Data? Wiggly Lines? Improve for Free? Nah!

Let's go on making it up as we go along. Business as usual. Change? "I didn't get where I am today by changing!" Oooo, I'm not sure about changing... It's expensive isn't it? That depends on how you do it.

First the opportunity. Research by Cardiff University in the early 00's showed that across a wide range of industry sectors approximately half of all activity is pure waste. In that the customer would not pay for it nor is it stuff you've got to do (at the moment).

What's more you can get at the 50% without spending any money or very, very little, if you do business process improvement properly using the Process Behaviour Chart; the wiggly line above.

To paraphrase Dirty Harry:

Uh uh. I know what you're thinking. "Did he say half of activity is waste?" But being this is a Process Behaviour Chart, the most powerful management tool in the world and would blow your performance clean into the stratosphere, you gotta ask your one question: "Am I seriously interested in profit?" Well, are ya, punk?

According to world-renowned statistician and performance improvement expert Dr Donald J. Wheeler, too many organisations and improvement specialists are missing a trick. The perceived wisdom seems to be that to improve performance you need to spend money (and time) changing processes and probably equipment.

"Wrong!", says Doc Wheeler.

One of the biggest causes in most businesses and organisations in general is that people just do not operate their current process to its full potential. Largely this is due to not operating the process consistently and predictably. He recommends the Process Behaviour Chart as a way to understand and improve your business processes so that they perform consistently and predictably.

Look at the chart at the head of this article. It shows a process that is predictable and consistent, though within very, very wide limits. From the worst to the best performance was getting on for almost double! Great scope for improvement once you understand why the line is wiggling so much. Are your processes being operated consistently at their best? Do you even know how they are performing?

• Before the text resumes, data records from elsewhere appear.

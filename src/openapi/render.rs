use std::collections::BTreeMap;

use tracing::instrument;

use super::{
    Format, SerializeError,
    wire::{
        Components, HeaderObject, Info, MediaTypeObject, OPENAPI_VERSION, OpenApi, Operation,
        ParameterObject, PathItem, RequestBodyObject, ResponseObject, SchemaObject,
    },
};
use crate::domain::{
    ComponentKind, Document, Endpoint, Header, Method, Parameter, RequestBody, Response, Schema,
    SCHEMA_REF_PREFIX,
};

/// Renders a document as OpenAPI 3.0.
///
/// Paths appear in the order their first endpoint appears in the document.
/// Frontmatter metadata is written as `x-` extensions on the info object.
///
/// # Errors
///
/// Returns an error if encoding fails.
#[instrument(level = "debug", skip(document), fields(endpoints = document.endpoints().len()))]
pub fn render(document: &Document, format: Format) -> Result<String, SerializeError> {
    let api = to_openapi(document);
    let output = match format {
        Format::Yaml => serde_yaml::to_string(&api)?,
        Format::Json => {
            let mut json = serde_json::to_string_pretty(&api)?;
            json.push('\n');
            json
        }
    };
    tracing::debug!(bytes = output.len(), "rendered document");
    Ok(output)
}

/// Converts a document into its OpenAPI object tree.
#[must_use]
pub fn to_openapi(document: &Document) -> OpenApi {
    let info = document
        .frontmatter()
        .map(|frontmatter| Info {
            title: frontmatter.title.clone(),
            version: frontmatter.version.clone(),
            description: frontmatter.description.clone(),
            extensions: frontmatter
                .metadata
                .iter()
                .map(|(key, value)| {
                    let key = if key.starts_with("x-") {
                        key.clone()
                    } else {
                        format!("x-{key}")
                    };
                    (key, value.clone())
                })
                .collect(),
        })
        .unwrap_or_default();

    let mut paths: Vec<(String, PathItem)> = Vec::new();
    for endpoint in document.endpoints() {
        let existing = paths.iter().position(|(path, _)| *path == endpoint.path);
        let index = if let Some(index) = existing {
            index
        } else {
            paths.push((endpoint.path.clone(), PathItem::default()));
            paths.len() - 1
        };
        *operation_slot(&mut paths[index].1, endpoint.method) = Some(Operation::from(endpoint));
    }

    let mut components = Components::default();
    for component in document.components() {
        match &component.kind {
            ComponentKind::Schema(schema) => {
                components
                    .schemas
                    .insert(component.name.clone(), SchemaObject::from(schema));
            }
            ComponentKind::Parameter(parameter) => {
                components
                    .parameters
                    .insert(component.name.clone(), ParameterObject::from(parameter));
            }
            ComponentKind::Response(response) => {
                components
                    .responses
                    .insert(component.name.clone(), ResponseObject::from(response));
            }
        }
    }

    OpenApi {
        openapi: OPENAPI_VERSION.to_string(),
        info,
        paths,
        components,
    }
}

/// The field of a path item that holds the operation for `method`.
pub(super) const fn operation_slot(item: &mut PathItem, method: Method) -> &mut Option<Operation> {
    match method {
        Method::Get => &mut item.get,
        Method::Put => &mut item.put,
        Method::Post => &mut item.post,
        Method::Delete => &mut item.delete,
        Method::Options => &mut item.options,
        Method::Head => &mut item.head,
        Method::Patch => &mut item.patch,
        Method::Trace => &mut item.trace,
    }
}

impl From<&Endpoint> for Operation {
    fn from(endpoint: &Endpoint) -> Self {
        Self {
            summary: endpoint.summary.clone(),
            description: endpoint.description.clone(),
            tags: endpoint.tags.clone(),
            parameters: endpoint.parameters.iter().map(ParameterObject::from).collect(),
            request_body: endpoint.request_body.as_ref().map(RequestBodyObject::from),
            responses: endpoint
                .responses
                .iter()
                .map(|response| (response.status.clone(), ResponseObject::from(response)))
                .collect(),
        }
    }
}

impl From<&Parameter> for ParameterObject {
    fn from(parameter: &Parameter) -> Self {
        let schema = parameter.schema.as_ref().map_or_else(
            || SchemaObject {
                ty: Some(parameter.ty.clone()),
                ..SchemaObject::default()
            },
            SchemaObject::from,
        );
        Self {
            name: parameter.name.clone(),
            location: parameter.location.to_string(),
            description: parameter.description.clone(),
            required: parameter.required,
            schema: Some(schema),
            example: parameter.example.clone(),
        }
    }
}

impl From<&RequestBody> for RequestBodyObject {
    fn from(body: &RequestBody) -> Self {
        Self {
            description: body.description.clone(),
            required: body.required,
            content: media_types(&body.content),
        }
    }
}

impl From<&Response> for ResponseObject {
    fn from(response: &Response) -> Self {
        Self {
            description: response.description.clone(),
            headers: response
                .headers
                .iter()
                .map(|(name, header)| (name.clone(), HeaderObject::from(header)))
                .collect(),
            content: media_types(&response.content),
        }
    }
}

impl From<&Header> for HeaderObject {
    fn from(header: &Header) -> Self {
        Self {
            description: header.description.clone(),
            schema: header.schema.as_ref().map(SchemaObject::from),
        }
    }
}

impl From<&Schema> for SchemaObject {
    fn from(schema: &Schema) -> Self {
        match schema {
            Schema::Reference(name) => Self {
                reference: Some(format!("{SCHEMA_REF_PREFIX}{name}")),
                ..Self::default()
            },
            Schema::Inline(inline) => Self {
                reference: None,
                ty: inline.ty.clone(),
                format: inline.format.clone(),
                description: inline.description.clone(),
                example: inline.example.clone(),
                properties: inline
                    .properties
                    .iter()
                    .map(|(name, property)| (name.clone(), Self::from(property)))
                    .collect(),
                required: inline.required.clone(),
                items: inline.items.as_deref().map(|items| Box::new(Self::from(items))),
                enumeration: inline.enumeration.clone(),
            },
        }
    }
}

fn media_types(content: &BTreeMap<String, Schema>) -> BTreeMap<String, MediaTypeObject> {
    content
        .iter()
        .map(|(media, schema)| {
            (
                media.clone(),
                MediaTypeObject {
                    schema: Some(SchemaObject::from(schema)),
                    example: None,
                },
            )
        })
        .collect()
}

#[cfg(test)]
mod tests {
    use serde_json::json;

    use super::*;
    use crate::parse;

    const TASKS: &str = "---\ntitle: Tasks\nversion: 1.0.0\nowner: platform\n---\n\n## POST /tasks Create a task\n\n**Request Body:** New task\n```json\n{\"title\": \"Write\"}\n```\n\n**Response (201):** Created `#/components/schemas/Task`\n\n## GET /tasks List tasks\n\n**Parameters:**\n- `limit` (integer)\n\n**Response (200):**\n\n## Components\n\n### Task\n```json\n{\"type\": \"object\"}\n```\n";

    #[test]
    fn renders_json_structure() {
        let document = parse(TASKS);
        assert!(document.errors().is_empty(), "{:?}", document.errors());
        let json: serde_json::Value =
            serde_json::from_str(&render(&document, Format::Json).unwrap()).unwrap();

        assert_eq!(json["openapi"], "3.0.3");
        assert_eq!(json["info"]["title"], "Tasks");
        assert_eq!(json["info"]["x-owner"], "platform");

        let post = &json["paths"]["/tasks"]["post"];
        assert_eq!(post["summary"], "Create a task");
        assert_eq!(
            post["requestBody"]["content"]["application/json"]["schema"]["example"],
            json!({"title": "Write"})
        );
        assert_eq!(
            post["responses"]["201"]["content"]["application/json"]["schema"]["$ref"],
            "#/components/schemas/Task"
        );

        let get = &json["paths"]["/tasks"]["get"];
        assert_eq!(get["parameters"][0]["schema"]["type"], "integer");
        assert_eq!(get["responses"]["200"]["description"], "OK");
        assert_eq!(json["components"]["schemas"]["Task"]["type"], "object");
    }

    #[test]
    fn yaml_keeps_path_order() {
        let document = parse("## GET /b\n## GET /a\n## POST /b\n");
        let yaml = render(&document, Format::Yaml).unwrap();
        let b = yaml.find("/b:").unwrap();
        let a = yaml.find("/a:").unwrap();
        assert!(b < a);
        assert!(!yaml.contains("components"));
    }
}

You know that we all don't necessarily operate properly and predictably to the process in everyday life. Drive or walk down any street. Just watch how many people don't use their direction indicators well before making a turn, if at all. I saw a driver yesterday make a turn towards a parking place on the other side of the street. They drove at 45 degrees across the road and at the very last moment put on their indicators just before finally completing the turn into the space. Although it was a quite street, it was curved and there were three junctions within 50 metres so there was quite a high risk.

People not working consistently and predictably applies to any process whether it be in everyday life, administration, government(!!!), food preparation, fulfilling orders in a warehouse, manufacturing and even in I.T. and the Internet. The list goes on. Without some objective means of understanding how well they are working to the process. So try using a Process Behaviour Chart. Ah! Go on!

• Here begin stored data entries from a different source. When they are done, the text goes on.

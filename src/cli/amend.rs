use std::{
    io::{self, BufRead},
    path::PathBuf,
};

use clap::Parser;
use serde_json::json;
use specforge::{AmendError, AmendOptions, Amender, AmendmentResult, Config, ConflictPolicy, Format};
use tracing::instrument;

use super::{
    read_input,
    terminal::{Colorize, rule},
    write_output,
};

#[derive(Debug, Parser)]
#[command(about = "Apply a change description to an existing document")]
pub struct Amend {
    /// The document to amend (Markdown, OpenAPI YAML or JSON)
    base: PathBuf,

    /// The change description (`-` for standard input)
    changes: PathBuf,

    /// Conflict policy: `strict` or `auto` (overrides the configuration)
    #[arg(long, value_name = "POLICY")]
    policy: Option<ConflictPolicy>,

    /// Output format (overrides the configuration)
    #[arg(long, short, value_name = "FORMAT")]
    format: Option<Format>,

    /// Where to write the amended document (defaults to standard output)
    #[arg(long, short, conflicts_with = "in_place")]
    output: Option<PathBuf>,

    /// Overwrite the base document with the result
    #[arg(long)]
    in_place: bool,

    /// Report what would change without writing anything
    #[arg(long)]
    dry_run: bool,

    /// Print the report as JSON
    #[arg(long)]
    json: bool,

    /// Skip confirmation prompts
    #[arg(long, short)]
    yes: bool,
}

impl Amend {
    #[instrument(level = "debug", skip(self, config))]
    pub fn run(self, config: &Config) -> anyhow::Result<()> {
        let options = AmendOptions {
            policy: self.policy.unwrap_or(config.conflict_policy),
            dry_run: self.dry_run,
            format: self.format.unwrap_or(config.output_format),
        };

        let base = read_input(&self.base)?;
        let changes = read_input(&self.changes)?;

        let result = match Amender::new(options).amend(&base, &changes) {
            Ok(result) => result,
            Err(error @ (AmendError::Base(_) | AmendError::Changes(_))) => {
                let path = match error {
                    AmendError::Base(_) => &self.base,
                    _ => &self.changes,
                };
                for parse_error in error.parse_errors() {
                    eprintln!("{}", format!("{}:{parse_error}", path.display()).error());
                }
                anyhow::bail!(error);
            }
            Err(error) => return Err(error.into()),
        };

        if self.json {
            self.output_json(&result)?;
        } else {
            Self::output_report(&result);
        }

        if let Some(output) = &result.output {
            self.write(output, &result)?;
        }

        // Exit with code 2 to indicate unapplied changes (for CI)
        if !result.is_clean() {
            std::process::exit(2);
        }
        Ok(())
    }

    fn write(&self, output: &str, result: &AmendmentResult) -> anyhow::Result<()> {
        if !self.in_place {
            return write_output(self.output.as_deref(), output);
        }

        if !result.is_clean() {
            eprintln!(
                "{}",
                "Not overwriting the base document: some changes were not applied".warning()
            );
            return Ok(());
        }

        if !self.yes {
            eprint!(
                "\nOverwrite {} with {} changes? (y/N) ",
                self.base.display(),
                result.changes.len()
            );
            let stdin = io::stdin();
            let mut line = String::new();
            stdin.lock().read_line(&mut line)?;
            if !line.trim().eq_ignore_ascii_case("y") {
                eprintln!("Cancelled");
                std::process::exit(130);
            }
        }

        write_output(Some(self.base.as_path()), output)?;
        eprintln!(
            "{}",
            format!("✅ Updated {}", self.base.display()).success()
        );
        Ok(())
    }

    fn output_report(result: &AmendmentResult) {
        eprintln!("{}", rule());
        for change in &result.changes {
            eprintln!("  {} {change}", "✓".success());
        }
        for conflict in &result.conflicts {
            let location = if conflict.line > 0 {
                format!("line {}: ", conflict.line)
            } else {
                String::new()
            };
            eprintln!("  {}", format!("✗ {location}conflict: {conflict}").error());
        }
        for error in &result.errors {
            eprintln!("  {}", format!("✗ {error}").error());
        }
        for warning in &result.warnings {
            eprintln!("  {}", format!("! {warning}").warning());
        }
        eprintln!("{}", rule());

        let summary = format!(
            "{} applied, {} conflicts, {} errors, {} warnings",
            result.changes.len(),
            result.conflicts.len(),
            result.errors.len(),
            result.warnings.len()
        );
        if result.is_clean() {
            eprintln!("{}", summary.success());
        } else {
            eprintln!("{}", summary.warning());
        }
        if result.output.is_none() {
            eprintln!("{}", "Dry run: nothing was written".dim());
        }
    }

    fn output_json(&self, result: &AmendmentResult) -> anyhow::Result<()> {
        let conflicts: Vec<_> = result
            .conflicts
            .iter()
            .map(|conflict| {
                json!({
                    "kind": conflict.kind,
                    "identity": conflict.identity,
                    "reason": conflict.reason.to_string(),
                    "existing": conflict.existing,
                    "incoming": conflict.incoming,
                    "line": conflict.line,
                })
            })
            .collect();

        let report = json!({
            "base": self.base.display().to_string(),
            "dry_run": self.dry_run,
            "changes": result.changes,
            "conflicts": conflicts,
            "errors": result.errors,
            "warnings": result.warnings,
            "output_size": result.output_size,
        });

        eprintln!("{}", serde_json::to_string_pretty(&report)?);
        Ok(())
    }
}
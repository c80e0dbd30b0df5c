//! This bench test parses, amends and renders a large generated API
//! description.

#![allow(missing_docs)]

use std::fmt::Write;

use criterion::{BatchSize, Criterion, criterion_group, criterion_main};
use specforge::{AmendOptions, Amender, ChangeSet, ConflictPolicy, Format, openapi, parse};

/// Generates a document with `count` resources, each with two endpoints and a
/// schema component.
fn generate_document(count: usize) -> String {
    let mut text = String::from("---\ntitle: Generated\nversion: 1.0.0\n---\n\n");
    for i in 0..count {
        write!(
            text,
            "## GET /resources{i}/{{id}} Fetch resource {i}\n\n\
             **Tags:** resources\n\n\
             **Parameters:**\n\
             - `verbose` (boolean, optional): Include everything\n\
             - `fields` (string): Fields to return\n\n\
             **Response (200):** Found `#/components/schemas/Resource{i}`\n\
             - `ETag` (header): Version tag\n\n\
             **Response (404):** Not found\n\n\
             ## POST /resources{i} Create resource {i}\n\n\
             **Request Body:**\n\
             ```json\n{{\"name\": \"resource\", \"size\": {i}, \"tags\": [\"a\", \"b\"]}}\n```\n\n\
             **Response (201):** Created\n\n"
        )
        .unwrap();
    }
    text.push_str("## Components\n\n");
    for i in 0..count {
        write!(
            text,
            "### Resource{i}\n```yaml\ntype: object\nrequired: [id]\nproperties:\n  id:\n    type: integer\n  name:\n    type: string\n```\n\n"
        )
        .unwrap();
    }
    text
}

fn generate_changes(count: usize) -> String {
    let mut text = String::new();
    for i in (0..count).step_by(2) {
        write!(
            text,
            "## MODIFY GET /resources{i}/{{id}} RESPONSE 200\nUpdated description\n\n\
             ## ADD DELETE /resources{i}/{{id}} Delete resource {i}\n**Response (204):**\n\n"
        )
        .unwrap();
    }
    text
}

fn parse_large(c: &mut Criterion) {
    let text = generate_document(500);
    c.bench_function("parse 1000 endpoints", |b| b.iter(|| parse(&text)));
}

fn render_large(c: &mut Criterion) {
    let document = parse(&generate_document(500));
    c.bench_function("render 1000 endpoints as yaml", |b| {
        b.iter(|| openapi::render(&document, Format::Yaml).unwrap());
    });
}

fn amend_large(c: &mut Criterion) {
    let document = parse(&generate_document(500));
    let (changes, _) = ChangeSet::parse(&generate_changes(500))
        .into_result()
        .unwrap();
    let amender = Amender::new(AmendOptions {
        policy: ConflictPolicy::Strict,
        dry_run: true,
        format: Format::Yaml,
    });
    c.bench_function("amend 500 changes", |b| {
        b.iter_batched(
            || document.clone(),
            |document| amender.amend_document(&document, &changes).unwrap(),
            BatchSize::LargeInput,
        );
    });
}

criterion_group!(benches, parse_large, render_large, amend_large);
criterion_main!(benches);
//! Domain model for API specifications.
//!
//! This module contains the document graph (endpoints, parameters,
//! responses, schemas, components), the builders used to assemble it, and
//! the partial entities used to describe amendments.

/// Incremental, invariant-preserving builders.
pub mod builder;
pub use builder::{
    BuildError, DocumentBuilder, EndpointBuilder, ParameterBuilder, RequestBodyBuilder,
    ResponseBuilder, SchemaBuilder,
};

mod component;
pub use component::{Component, ComponentKind};

mod document;
pub use document::{Document, Frontmatter, Outcome, ParseError};

mod endpoint;
pub use endpoint::{
    Endpoint, EndpointKey, Header, InvalidLocationError, InvalidMethodError, Location, Method,
    Parameter, RequestBody, Response, path_template_names,
};

pub mod patch;
pub use patch::{EndpointPatch, ParameterPatch, ResponsePatch};

mod schema;
pub use schema::{InlineSchema, SCHEMA_REF_PREFIX, Schema};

Targets and the Perversity Principle

One of my favourite writers and speakers over the years has been Dr Myron Tribus. His "Perversity Principle" states:

"If you try to improve the performance of a system of people, machines, and procedures by setting numerical goals for the improvement of individual parts of the system, the system will defeat your efforts and you will pay a price where you least expect it."

And he is so right. There is a serious point here for all organisations that is routinely flouted. As a result the unintended consequences that Tribus is referring are occurring all the time.

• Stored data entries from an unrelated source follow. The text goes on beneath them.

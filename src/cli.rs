use std::path::{Path, PathBuf};

mod amend;
mod diff;
mod generate;
mod terminal;
mod validate;

use amend::Amend;
use anyhow::Context;
use clap::ArgAction;
use diff::Diff;
use generate::Generate;
use specforge::{Config, Document, SourceFormat, openapi};
use terminal::Colorize;
use tracing::instrument;
use validate::Validate;

#[derive(Debug, clap::Parser)]
#[command(version, about)]
pub struct Cli {
    /// Verbosity (-v, -vv, -vvv)
    #[arg(short, long, action = ArgAction::Count, global = true)]
    verbose: u8,

    /// The path to the configuration file
    #[arg(short, long, default_value = specforge::config::FILE_NAME, global = true)]
    config: PathBuf,

    #[command(subcommand)]
    command: Command,
}

impl Cli {
    pub fn run(self) -> anyhow::Result<()> {
        Self::setup_logging(self.verbose);

        self.command.run(&self.config)
    }

    fn setup_logging(verbosity: u8) {
        use tracing_subscriber::{layer::SubscriberExt, util::SubscriberInitExt};

        let level = match verbosity {
            0 => tracing::Level::WARN,
            1 => tracing::Level::INFO,
            2 => tracing::Level::DEBUG,
            _ => tracing::Level::TRACE,
        };

        let filter = tracing_subscriber::EnvFilter::from_default_env().add_directive(level.into());

        let fmt_layer = tracing_subscriber::fmt::layer()
            .with_writer(std::io::stderr)
            .with_target(false)
            .with_thread_names(false)
            .with_line_number(false);

        tracing_subscriber::registry()
            .with(filter)
            .with(fmt_layer)
            .init();
    }
}

#[derive(Debug, clap::Parser)]
pub enum Command {
    /// Convert a Markdown API description into OpenAPI
    Generate(Generate),

    /// Apply a change description to an existing document
    ///
    /// Conflicting changes are reported, or applied anyway with
    /// `--policy auto`.
    Amend(Amend),

    /// Check a document for structural problems
    Validate(Validate),

    /// Show the differences between two documents
    Diff(Diff),

    /// Write a configuration file with the default settings
    Init,
}

impl Command {
    fn run(self, config_path: &Path) -> anyhow::Result<()> {
        let config = || Config::load_or_default(config_path).map_err(anyhow::Error::msg);
        match self {
            Self::Generate(command) => command.run(&config()?)?,
            Self::Amend(command) => command.run(&config()?)?,
            Self::Validate(command) => command.run(&config()?)?,
            Self::Diff(command) => command.run()?,
            Self::Init => Init::run(config_path)?,
        }
        Ok(())
    }
}

struct Init;

impl Init {
    #[instrument]
    fn run(path: &Path) -> anyhow::Result<()> {
        if path.exists() {
            anyhow::bail!("Configuration already exists at {}", path.display());
        }

        Config::default()
            .save(path)
            .map_err(|e| anyhow::anyhow!("Failed to create {}: {e}", path.display()))?;

        println!("Created {}", path.display());
        Ok(())
    }
}

/// Reads a Markdown or OpenAPI document from disk, or standard input.
///
/// Recoverable errors are printed as warnings. Fatal errors abort.
fn read_document(path: &Path) -> anyhow::Result<Document> {
    let text = read_input(path)?;
    let document = match SourceFormat::detect(&text) {
        SourceFormat::Markdown => specforge::parse(&text),
        SourceFormat::Yaml | SourceFormat::Json => openapi::load(&text)
            .with_context(|| format!("Failed to load {}", path.display()))?,
    };

    if let Some(fatal) = document.errors().iter().find(|e| e.fatal) {
        anyhow::bail!("{}:{fatal}", path.display());
    }
    for error in document.errors() {
        eprintln!("{}", format!("warning: {}:{error}", path.display()).warning());
    }
    Ok(document)
}

/// Reads a file, or standard input when the path is `-`.
fn read_input(path: &Path) -> anyhow::Result<String> {
    if path == Path::new("-") {
        let mut text = String::new();
        std::io::Read::read_to_string(&mut std::io::stdin(), &mut text)
            .context("Failed to read standard input")?;
        Ok(text)
    } else {
        std::fs::read_to_string(path).with_context(|| format!("Failed to read {}", path.display()))
    }
}

/// Writes `content` to a file, or standard output when there is no path.
fn write_output(path: Option<&Path>, content: &str) -> anyhow::Result<()> {
    match path {
        Some(path) => std::fs::write(path, content)
            .with_context(|| format!("Failed to write {}", path.display())),
        None => {
            print!("{content}");
            Ok(())
        }
    }
}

There are countless examples including the trader in City of London who ran up billions of pounds sterling of losses in order to protect his bonus and the PPI mis-selling scandal. Standard practice for these bonus systems is a numerical target. Individual incentives evoke the wrong mental processes, which are close to those in fight or flight.

The better alternative is profit sharing and everyone in the organisation focused on delivering value to customers.